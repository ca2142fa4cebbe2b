//! M-Statistic Pipeline Binary
//!
//! Runs pipeline stages over a local data directory:
//! - `process`: convert decompressed history dumps into compact traces
//! - `extract`: copy single articles out of traces
//! - `m-stat`: score every page of each trace
//! - `over-time`: running score of single-article traces
//!
//! ## Configuration
//!
//! Stage parameters come from a JSON params file (see `wiki_mstat::config`).
//!
//! Environment variables:
//! - `MSTAT_PARAMS`: params file used when no path is given on the command line
//! - `RUST_LOG`: log filter (default: `wiki_mstat=info,mstat_pipeline=info`)
//! - `LOG_FORMAT`: `json` (default) or `pretty`; logs go to stderr
//!
//! ## Usage
//!
//! ```bash
//! LOG_FORMAT=pretty cargo run --bin mstat_pipeline -- config/params.json process m-stat
//! ```

use std::path::PathBuf;
use std::process::ExitCode;
use std::time::Instant;

use tracing::{error, info};
use tracing_subscriber::{
    fmt::{self, format::FmtSpan},
    layer::SubscriberExt,
    util::SubscriberInitExt,
    EnvFilter,
};

use wiki_mstat::config::PipelineConfig;
use wiki_mstat::pipeline::{self, Target};

const DEFAULT_LOG_FILTER: &str = "wiki_mstat=info,mstat_pipeline=info";

/// Log output selected by `LOG_FORMAT`.
#[derive(Debug, Clone, Copy)]
enum LogFormat {
    Json,
    Pretty,
}

impl LogFormat {
    fn from_env() -> Self {
        match std::env::var("LOG_FORMAT").as_deref() {
            Ok("pretty") => Self::Pretty,
            _ => Self::Json,
        }
    }
}

/// Install the subscriber on stderr. Stage spans (`process`, `m_stat`,
/// `extract`, `over_time`) log their busy and idle time when they close.
fn init_tracing(format: LogFormat) {
    let filter = EnvFilter::try_from_default_env().unwrap_or_else(|_| EnvFilter::new(DEFAULT_LOG_FILTER));
    let registry = tracing_subscriber::registry().with(filter);

    match format {
        LogFormat::Pretty => registry
            .with(
                fmt::layer()
                    .compact()
                    .with_writer(std::io::stderr)
                    .with_target(false)
                    .with_span_events(FmtSpan::CLOSE),
            )
            .init(),
        LogFormat::Json => registry
            .with(
                fmt::layer()
                    .json()
                    .with_writer(std::io::stderr)
                    .with_current_span(false)
                    .with_span_list(true)
                    .with_span_events(FmtSpan::CLOSE)
                    .flatten_event(true),
            )
            .init(),
    }
}

fn usage() -> &'static str {
    "usage: mstat_pipeline [params.json] <process|extract|m-stat|over-time>..."
}

fn main() -> ExitCode {
    init_tracing(LogFormat::from_env());

    let mut args: Vec<String> = std::env::args().skip(1).collect();

    // A leading argument that is not a target names the params file.
    let params_path = match args.first() {
        Some(first) if Target::from_str(first).is_none() => Some(PathBuf::from(args.remove(0))),
        _ => std::env::var("MSTAT_PARAMS").ok().map(PathBuf::from),
    };

    let mut targets = Vec::with_capacity(args.len());
    for arg in &args {
        match Target::from_str(arg) {
            Some(target) => targets.push(target),
            None => {
                error!(target_name = %arg, "{}", usage());
                return ExitCode::FAILURE;
            }
        }
    }
    if targets.is_empty() {
        error!("{}", usage());
        return ExitCode::FAILURE;
    }

    let config = match params_path {
        Some(path) => match PipelineConfig::load(&path) {
            Ok(config) => config,
            Err(e) => {
                error!(error = %e, path = %path.display(), "Failed to load params");
                return ExitCode::FAILURE;
            }
        },
        None => PipelineConfig::default(),
    };

    info!(
        version = env!("CARGO_PKG_VERSION"),
        data_dir = %config.data_dir.display(),
        targets = ?targets,
        "Starting pipeline"
    );
    let started = Instant::now();

    match pipeline::run(&config, &targets) {
        Ok(()) => {
            info!(elapsed_ms = started.elapsed().as_millis() as u64, "Pipeline complete");
            ExitCode::SUCCESS
        }
        Err(e) => {
            error!(error = %e, "Pipeline failed");
            ExitCode::FAILURE
        }
    }
}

-=-=-

What the exercise asks: Above are the records; copy exactly the lines from the line with "let registry = tracing_subscriber::registry().with(filter);" through the line with "fn main() ->", both included.

Task response:
    let registry = tracing_subscriber::registry().with(filter);

    match format {
        LogFormat::Pretty => registry
            .with(
                fmt::layer()
                    .compact()
                    .with_writer(std::io::stderr)
                    .with_target(false)
                    .with_span_events(FmtSpan::CLOSE),
            )
            .init(),
        LogFormat::Json => registry
            .with(
                fmt::layer()
                    .json()
                    .with_writer(std::io::stderr)
                    .with_current_span(false)
                    .with_span_list(true)
                    .with_span_events(FmtSpan::CLOSE)
                    .flatten_event(true),
            )
            .init(),
    }
}

fn usage() -> &'static str {
    "usage: mstat_pipeline [params.json] <process|extract|m-stat|over-time>..."
}

fn main() -> ExitCode {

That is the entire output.